これらに倣って、非漢字圏の君主の親族男子を親王と呼ぶことや、プリンスの訳語として用いることもままある。
目次
概説
「王」は本来は君主を指す語であるが、漢朝以後、王よりも上級の君主号として皇帝号が位置づけられるようになると、「王」の称号は、皇帝の配下のうち特に高位の者に対して用いられ、諸侯の称号として(諸侯王)だけでなく、皇族男子の称号としても用いられるようになった。そして、魏朝以後、皇族男子としての「王」のうち、特に皇帝と近縁であるなど一定の者に対しては「親王」というさらに上位の称号が与えられるようになり、これが後に日本や大韓帝国に波及した。
日本の親王
現在は天皇の嫡出の子、及び、天皇の嫡男系の嫡出の子(皇孫)で男子である者、また、天皇の兄弟を親王という(皇室典範6、7条参照)。なお、女性の親王号を内親王、親王でない皇族は王、女王という。
皇族身位令(皇室令。既に廃止)に準じて、成年となった場合は大勲位の勲等に叙せられ、大勲位菊花大綬章が授けられる。なお、内親王は勲一等に叙せられ、勲一等宝冠章が授けられ、王は勲一等に叙せられ、勲一等旭日桐花大綬章が授けられ、女王は勲二等に叙せられ、勲二等宝冠章が授けられることになっていた。戦後でも親王には、大勲位菊花大綬章が授けられ、内親王、親王妃には勲一等宝冠章(現、宝冠大綬章)が、女王には勲二等宝冠章(現、宝冠牡丹章)が授けられている。
歴史
かつては、天皇の子女の称号として皇子及び皇女が使われていたが、律令制では天皇の子及び兄弟姉妹が親王(女性形「内親王」は令の条文にはない)と改称され、位階を授けられ、給田や俸禄が与えられて、家司(けいし)が付属せられた。皇孫は二世から四世(場合によりそれ以降も)が諸王と称せられた。淳仁天皇は二世王から践祚したので、平安時代以降は親王宣下をもって親王とする慣習となり、たとえ天皇の子供であっても親王宣下を受けない限り親王にはなれなかった(たとえば以仁王など)。逆に世襲親王家の当主などの皇孫以下の世代に相当する皇族であっても、天皇・上皇の養子・猶子となることで親王宣下を受けて親王となることもあった。
律令により、親王は「一品」から「四品」までの品位に叙せられた。品位を受けない(もしくは罪などで品位を剥奪された)親王は無品親王と呼ばれた。
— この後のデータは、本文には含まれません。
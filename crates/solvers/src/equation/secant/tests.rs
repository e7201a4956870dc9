use std::f64::consts::SQRT_2;

use approx::{assert_abs_diff_eq, assert_relative_eq};

use rootfind_core::Precision;

use crate::equation::{Config, Status, newton};

use super::{Action, Event, solve, solve_unobserved};

fn square_minus_two(x: f64) -> f64 {
    x * x - 2.0
}

#[test]
fn finds_square_root_of_two() {
    let solution = solve_unobserved(square_minus_two, 1.0, 2.0, &Config::default());

    assert_eq!(solution.status, Status::Converged);
    let root = solution.root.expect("should find a root");
    assert_abs_diff_eq!(root, SQRT_2, epsilon = 1e-6);
    assert_eq!(solution.iters, 6);
    assert_eq!(solution.trace.len(), 6);
}

#[test]
fn needs_more_iterations_than_newton() {
    let config = Config::default();
    let secant = solve_unobserved(square_minus_two, 1.0, 2.0, &config);
    let newton = newton::solve_unobserved(square_minus_two, |x| 2.0 * x, 1.0, &config);

    assert!(secant.is_converged() && newton.is_converged());
    assert!(secant.iters > newton.iters);
}

#[test]
fn trace_shifts_the_window() {
    let solution = solve_unobserved(square_minus_two, 1.0, 2.0, &Config::default());

    let first = solution.trace[0];
    assert_eq!(first.iter, 0);
    assert_relative_eq!(first.x0, 1.0);
    assert_relative_eq!(first.x1, 2.0);
    assert_relative_eq!(first.fx0, -1.0);
    assert_relative_eq!(first.fx1, 2.0);
    assert_relative_eq!(first.x2, 1.333_333);
    assert_relative_eq!(first.error, 0.666_667);

    for pair in solution.trace.windows(2) {
        assert_eq!(pair[1].x0, pair[0].x1);
        assert_eq!(pair[1].x1, pair[0].x2);
        assert_eq!(pair[1].iter, pair[0].iter + 1);
    }
}

#[test]
fn trace_is_rounded_exactly_once() {
    let config = Config::with_tolerance(1e-4).expect("valid tolerance");
    let solution = solve_unobserved(square_minus_two, 1.0, 2.0, &config);

    let precision = Precision::new(4);
    assert_eq!(solution.precision, precision);
    for record in &solution.trace {
        for value in record.values() {
            assert_eq!(precision.round(value), value);
        }
    }
}

#[test]
fn constant_function_is_degenerate() {
    let solution = solve_unobserved(|_| 5.0, 1.0, 2.0, &Config::default());

    assert_eq!(solution.status, Status::Degenerate);
    assert_eq!(solution.root, None);
    assert_eq!(solution.iters, 0);
    assert!(solution.trace.is_empty());
}

#[test]
fn equal_starting_points_are_degenerate() {
    let solution = solve_unobserved(square_minus_two, 1.5, 1.5, &Config::default());

    assert_eq!(solution.status, Status::Degenerate);
    assert_eq!(solution.root, None);
    assert_eq!(solution.iters, 0);
}

#[test]
fn collapsed_window_after_convergence_is_degenerate() {
    // With no room left to converge by step size, the window eventually
    // collapses onto the root and the slope vanishes.
    let config = Config::new(1e-300, 100).expect("valid config");
    let solution = solve_unobserved(square_minus_two, 1.0, 2.0, &config);

    assert_eq!(solution.status, Status::Degenerate);
    assert_eq!(solution.root, None);
    assert_eq!(solution.iters, solution.trace.len());
    assert!(solution.iters > 0);
}

#[test]
fn exhaustion_returns_last_iterate() {
    let config = Config::new(1e-300, 3).expect("valid config");
    let solution = solve_unobserved(square_minus_two, 1.0, 2.0, &config);

    assert_eq!(solution.status, Status::MaxIters);
    assert_eq!(solution.iters, 3);
    assert_eq!(solution.trace.len(), 3);

    // Third step lands on 58/41.
    let root = solution.root.expect("exhaustion still reports an iterate");
    assert_relative_eq!(root, 58.0 / 41.0, epsilon = 1e-15);
}

#[test]
fn repeated_solves_are_identical() {
    let config = Config::default();
    let first = solve_unobserved(f64::cos, 0.0, 1.0, &config);
    let second = solve_unobserved(f64::cos, 0.0, 1.0, &config);

    assert_eq!(first, second);
}

#[test]
fn observer_can_stop_early() {
    let observer = |event: &Event<'_>| (event.exact.error < 0.1).then_some(Action::StopEarly);

    let solution = solve(square_minus_two, 1.0, 2.0, &Config::default(), observer);

    // Second step (1.333.. -> 1.4) is the first with an error below 0.1.
    assert_eq!(solution.status, Status::StoppedByObserver);
    assert_eq!(solution.iters, 2);
    assert_eq!(solution.trace.len(), 2);
    assert_relative_eq!(
        solution.root.expect("stopped with an iterate"),
        1.4,
        epsilon = 1e-12
    );
}
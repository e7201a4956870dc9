//! Solvers for scalar equations — finding a root of `f(x) = 0`.
//!
//! Every solver in this module returns a [`Solution`] holding the root (if one
//! was found), the iteration count, a terminal [`Status`], and a trace with one
//! record per iteration. Trace values are rounded to the [`Precision`] implied
//! by the configured tolerance, so the trace can be shown as-is.
//!
//! Numerical trouble is never an error. A vanishing derivative or secant slope
//! ends the solve with [`Status::Degenerate`] and no root, and running out of
//! iterations ends it with [`Status::MaxIters`] and the last iterate.
//!
//! # Solvers
//!
//! - [`newton`] — Newton-Raphson iteration using a caller-supplied derivative
//! - [`secant`] — derivative-free two-point secant iteration
//!
//! [`Precision`]: rootfind_core::Precision

mod config;
mod solution;

pub use config::{Config, ConfigError};
pub use solution::{Solution, Status};

pub mod newton;
pub mod secant;

/// Magnitude below which a function value, derivative, or secant slope is
/// treated as zero.
pub const NEAR_ZERO: f64 = 1e-12;
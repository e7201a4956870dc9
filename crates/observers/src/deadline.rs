use std::time::{Duration, Instant};

use rootfind_core::Observer;

use crate::traits::CanStopEarly;

/// Stops a solve once a wall-clock budget has elapsed.
///
/// The clock starts when the deadline is created. The budget is checked after
/// every iteration, so a single slow function evaluation can overrun it.
#[derive(Debug, Clone, Copy)]
pub struct Deadline {
    start: Instant,
    budget: Duration,
    expired: bool,
}

impl Deadline {
    /// Creates a deadline that expires `budget` from now.
    #[must_use]
    pub fn new(budget: Duration) -> Self {
        Self {
            start: Instant::now(),
            budget,
            expired: false,
        }
    }

    /// Returns the budget this deadline was created with.
    #[must_use]
    pub fn budget(&self) -> Duration {
        self.budget
    }

    /// Returns `true` if this deadline has stopped a solve.
    #[must_use]
    pub fn expired(&self) -> bool {
        self.expired
    }
}

impl<E, A: CanStopEarly> Observer<E, A> for Deadline {
    fn observe(&mut self, _event: &E) -> Option<A> {
        let elapsed = self.start.elapsed();
        if elapsed < self.budget {
            return None;
        }

        if !self.expired {
            tracing::warn!(?elapsed, budget = ?self.budget, "deadline expired");
            self.expired = true;
        }
        Some(A::stop_early())
    }
}

/// Allows `&mut Deadline` to be passed to solvers that take an observer by
/// value, so [`Deadline::expired`] can be read after the solve.
impl<E, A: CanStopEarly> Observer<E, A> for &mut Deadline {
    fn observe(&mut self, event: &E) -> Option<A> {
        (*self).observe(event)
    }
}

#[cfg(test)]
mod tests {
    use super::*;

    use approx::assert_relative_eq;

    use rootfind_solvers::equation::{Config, Status, newton, secant};

    #[test]
    fn zero_budget_stops_after_first_step() {
        let mut deadline = Deadline::new(Duration::ZERO);
        let solution = newton::solve(
            |x| x * x - 2.0,
            |x| 2.0 * x,
            1.0,
            &Config::default(),
            &mut deadline,
        );

        assert_eq!(solution.status, Status::StoppedByObserver);
        assert_eq!(solution.iters, 1);
        assert_eq!(solution.trace.len(), 1);
        assert_relative_eq!(solution.root.unwrap(), 1.5);
        assert!(deadline.expired());
    }

    #[test]
    fn generous_budget_lets_secant_converge() {
        let mut deadline = Deadline::new(Duration::from_secs(3600));
        let solution = secant::solve(
            |x| x * x - 2.0,
            1.0,
            2.0,
            &Config::default(),
            &mut deadline,
        );

        assert_eq!(solution.status, Status::Converged);
        assert_relative_eq!(solution.root.unwrap(), 2.0_f64.sqrt(), epsilon = 1e-9);
        assert!(!deadline.expired());
    }

    #[test]
    fn reports_its_budget() {
        let deadline = Deadline::new(Duration::from_millis(250));
        assert_eq!(deadline.budget(), Duration::from_millis(250));
    }
}
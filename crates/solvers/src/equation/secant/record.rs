use rootfind_core::Precision;

#[cfg(feature = "serde")]
use serde::{Deserialize, Serialize};

/// One secant step through `(x0, fx0)` and `(x1, fx1)`, landing at `x2`.
#[derive(Debug, Clone, Copy, PartialEq)]
#[cfg_attr(feature = "serde", derive(Serialize, Deserialize))]
pub struct Record {
    pub iter: usize,
    pub x0: f64,
    pub x1: f64,
    pub fx0: f64,
    pub fx1: f64,
    pub x2: f64,
    /// Absolute step size `|x2 - x1|`.
    pub error: f64,
}

impl Record {
    /// Returns the numeric fields in column order.
    #[must_use]
    pub fn values(&self) -> [f64; 6] {
        [self.x0, self.x1, self.fx0, self.fx1, self.x2, self.error]
    }

    /// Returns a copy with every numeric field rounded to `precision`.
    #[must_use]
    pub fn rounded(&self, precision: Precision) -> Self {
        Self {
            iter: self.iter,
            x0: precision.round(self.x0),
            x1: precision.round(self.x1),
            fx0: precision.round(self.fx0),
            fx1: precision.round(self.fx1),
            x2: precision.round(self.x2),
            error: precision.round(self.error),
        }
    }
}
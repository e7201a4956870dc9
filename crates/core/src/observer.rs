/// Sees each recorded root-finder step and may end the solve.
///
/// Both solvers call their observer once per step, after the step's trace
/// record is built. Returning `Some(action)` requests a solver-specific action
/// such as stopping early; `None` lets the iteration continue.
///
/// Closures implement `Observer`, and `()` is a no-op observer.
pub trait Observer<E, A> {
    /// Observes a solver event and optionally returns a control action.
    fn observe(&mut self, event: &E) -> Option<A>;
}

/// Blanket implementation for observer closures.
impl<E, A, F> Observer<E, A> for F
where
    F: FnMut(&E) -> Option<A>,
{
    fn observe(&mut self, event: &E) -> Option<A> {
        self(event)
    }
}

/// A no-op observer that always returns `None`.
impl<E, A> Observer<E, A> for () {
    fn observe(&mut self, _event: &E) -> Option<A> {
        None
    }
}
#[async_trait]
impl TurnPlanner for ClassicPipeline {
    fn name(&self) -> &str {
        "classic"
    }

    async fn next_turn_type(&self, state: &SessionState) -> Result<Option<TurnType>> {
        let progress = self.progress.lock().await;
        let index = progress.get(&state.session_id).copied().unwrap_or(0);
        Ok(self.stages.get(index).map(|stage| stage.turn))
    }

    /// Plans the current stage. A finalization request skips any remaining
    /// stages, which is how a session cut short by its budget still ends with
    /// a hypothesis.
    async fn plan_turn(
        &self,
        state: &SessionState,
        turn: TurnType,
        _model: &str,
    ) -> Result<PlannedTurn> {
        let index = {
            let mut progress = self.progress.lock().await;
            let index = progress.entry(state.session_id.clone()).or_insert(0);
            let current = *index;
            *index = if turn == TurnType::Finalization {
                self.stages.len()
            } else {
                current + 1
            };
            current
        };

        if turn == TurnType::Finalization {
            return Ok(PlannedTurn {
                updates: derive_hypothesis(state)
                    .map(StateUpdate::Hypothesis)
                    .into_iter()
                    .collect(),
                ..Default::default()
            });
        }

        let Some(stage) = self.stages.get(index) else {
            return Ok(PlannedTurn::default());
        };
        if stage.turn != turn {
            debug!(expected = %stage.turn, requested = %turn, "Classic stage turn mismatch");
        }
        Ok(PlannedTurn {
            calls: stage.calls.iter().flat_map(|c| c.expand(state)).collect(),
            ..Default::default()
        })
    }

    async fn session_finished(&self, session_id: &str) {
        self.progress.lock().await.remove(session_id);
    }
}

/// Best explanation the accumulated evidence supports.
///
/// Prefers the most confident validated pattern, then the top discovered
/// pattern at half its score. An existing hypothesis is kept when neither is
/// available.
pub fn derive_hypothesis(state: &SessionState) -> Option<Hypothesis> {
    let percentile = state
        .video_context
        .as_ref()
        .and_then(|c| c.score)
        .map(|p| format!("performance percentile {:.0}", p));

    let validated = state.validation_results.as_ref().and_then(|v| {
        v.validated_patterns
            .iter()
            .max_by(|a, b| a.confidence.total_cmp(&b.confidence))
    });

    let mut hypothesis = if let Some(best) = validated {
        let mut h = Hypothesis::new(
            format!("Performance is driven by {}", best.pattern),
            best.confidence.clamp(0.0, 1.0),
        );
        for p in &state.validation_results.as_ref()?.validated_patterns {
            h = h.with_evidence(format!(
                "validated: {} ({} checks, confidence {:.2})",
                p.pattern, p.validations, p.confidence
            ));
        }
        h
    } else if let Some(top) = state
        .discovered_patterns
        .iter()
        .filter(|p| p.score.is_finite())
        .max_by(|a, b| a.score.total_cmp(&b.score))
    {
        Hypothesis::new(
            format!("Performance may be driven by {}", top.pattern),
            (top.score * 0.5).clamp(0.0, 1.0),
        )
        .with_evidence(format!("unvalidated cluster score {:.2}", top.score))
    } else if state.hypothesis.is_some() {
        return None;
    } else {
        Hypothesis::new("Insufficient signal to explain performance", 0.0)
    };

    if let Some(evidence) = percentile {
        hypothesis = hypothesis.with_evidence(evidence);
    }
    Some(hypothesis)
}
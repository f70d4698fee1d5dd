/// Remote analytic engine adapter.
///
/// Each engine is an HTTP endpoint that accepts the tool's params as a JSON
/// body and answers with a JSON result.
use std::time::Duration;

use anyhow::{bail, Context, Result};
use async_trait::async_trait;
use reqwest::{Client, StatusCode};
use serde_json::Value;
use tracing::debug;
use url::Url;

use tubelens_core::{Tool, ToolFailure};

const USER_AGENT: &str = "TubeLens/0.1";

pub struct RemoteTool {
    name: String,
    endpoint: Url,
    client: Client,
    timeout: Duration,
}

impl RemoteTool {
    pub fn new(name: impl Into<String>, endpoint: &str, timeout: Duration) -> Result<Self> {
        let endpoint = Url::parse(endpoint)
            .with_context(|| format!("Invalid tool endpoint URL: {}", endpoint))?;
        if !matches!(endpoint.scheme(), "http" | "https") {
            bail!("Unsupported tool endpoint scheme: {}", endpoint.scheme());
        }
        Ok(Self {
            name: name.into(),
            endpoint,
            client: Client::new(),
            timeout,
        })
    }

    pub fn with_client(mut self, client: Client) -> Self {
        self.client = client;
        self
    }

    pub fn endpoint(&self) -> &Url {
        &self.endpoint
    }
}

/// Throttling and upstream faults are worth retrying; other statuses are not.
fn is_transient(status: StatusCode) -> bool {
    status.is_server_error()
        || status == StatusCode::TOO_MANY_REQUESTS
        || status == StatusCode::REQUEST_TIMEOUT
}

#[async_trait]
impl Tool for RemoteTool {
    fn name(&self) -> &str {
        &self.name
    }

    async fn call(&self, params: Value) -> Result<Value> {
        debug!(tool = %self.name, endpoint = %self.endpoint, "Calling remote engine");

        let response = self
            .client
            .post(self.endpoint.clone())
            .header("User-Agent", USER_AGENT)
            .timeout(self.timeout)
            .json(&params)
            .send()
            .await
            .map_err(|e| {
                if e.is_timeout() || e.is_connect() {
                    ToolFailure::transient(format!("{} unreachable: {}", self.name, e))
                } else {
                    ToolFailure::permanent(format!("{} request failed: {}", self.name, e))
                }
            })?;

        let status = response.status();
        if !status.is_success() {
            let body = response.text().await.unwrap_or_default();
            let message = format!("{} returned {}: {}", self.name, status, body.trim());
            let failure = if is_transient(status) {
                ToolFailure::transient(message)
            } else {
                ToolFailure::permanent(message)
            };
            return Err(failure.into());
        }

        let result = response.json::<Value>().await.map_err(|e| {
            ToolFailure::permanent(format!("{} returned invalid JSON: {}", self.name, e))
        })?;
        Ok(result)
    }
}
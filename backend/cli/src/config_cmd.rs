//! `tubelens config` subcommands.

use std::path::Path;

use anyhow::{bail, Context, Result};
use clap::Subcommand;

use tubelens_config::{
    apply_all_defaults, load_and_prepare, load_config, redact, resolve_env_vars, validate,
    write_config, TubeLensConfig,
};

use crate::terminal_output::{note_error, note_info, note_success, note_warn};

#[derive(Subcommand)]
pub enum ConfigCommands {
    /// Print the effective config with secrets masked
    Show,
    /// Write a config file populated with defaults
    Init {
        /// Overwrite an existing file (the old one is kept as a backup)
        #[arg(long)]
        force: bool,
    },
    /// Check the config file and report every problem found
    Validate,
    /// Print the config file location
    Path,
}

pub async fn run(cmd: ConfigCommands, path: &Path) -> Result<()> {
    match cmd {
        ConfigCommands::Show => {
            let config = load_and_prepare(path).await?;
            let value = serde_json::to_value(&config).context("Failed to serialize config")?;
            print!("{}", serde_yaml::to_string(&redact(&value))?);
        }
        ConfigCommands::Init { force } => {
            if path.exists() && !force {
                bail!(
                    "{} already exists; pass --force to overwrite it",
                    path.display()
                );
            }
            write_config(&apply_all_defaults(TubeLensConfig::default()), path).await?;
            note_success(&format!("Wrote {}", path.display()));
        }
        ConfigCommands::Validate => {
            if !path.exists() {
                note_info(&format!("{} does not exist; defaults apply", path.display()));
            }
            let raw = load_config(path).await?;
            let value = serde_json::to_value(&raw)?;
            let resolved = resolve_env_vars(&value)?;
            let config: TubeLensConfig = serde_json::from_value(resolved)?;
            let report = validate(&apply_all_defaults(config));

            for warning in &report.warnings {
                note_warn(&format!("{}: {}", warning.path, warning.message));
            }
            for error in &report.errors {
                note_error(&format!("{}: {}", error.path, error.message));
            }
            if !report.is_valid() {
                bail!("{} config error(s) found", report.errors.len());
            }
            note_success("Config is valid");
        }
        ConfigCommands::Path => println!("{}", path.display()),
    }
    Ok(())
}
江戸時代以前において出家した親王を入道親王(にゅうどうしんのう)、出家後に親王宣下を受けた皇族を法親王(ほっしんのう)と称したが、実際の用例はそれほど厳格ではない。
平安時代、桓武天皇の政策により東宮(皇太子)とならなかった親王を八省卿にする方針が打ち出されたが、のちには親王に政治責任を負わせることに消極的な立場から中務卿、兵部卿、式部卿、弾正尹、大宰帥といった名誉職に就いて俸禄のみを得て、政務には携わらないという慣習ができた。この慣習に従い、政治実務から棚上げにされた人物の例として兼明親王がいる。
現代において、特定の皇族子女の呼称として親王及び内親王のみが用いられるが、第一皇子、第二皇子、第一皇女というように、天皇との続柄を指す場合に限っては皇子及び皇女が使用され、第一親王や第一内親王といった呼称は使わない。
中国諸王朝の親王
清朝の親王
清朝皇族愛新覚羅氏爵位の最高位。世襲親王と非世襲親王がある。世襲特権が認められている者には、建国時期に活躍した6人の親王と2人の郡王の他に、清朝中期、末期に特別な功績があるとして世襲が許された4人の親王がいる。その他の非世襲親王は1代ごとに爵位が下がり、鎮国公まで下がってからは世襲になる。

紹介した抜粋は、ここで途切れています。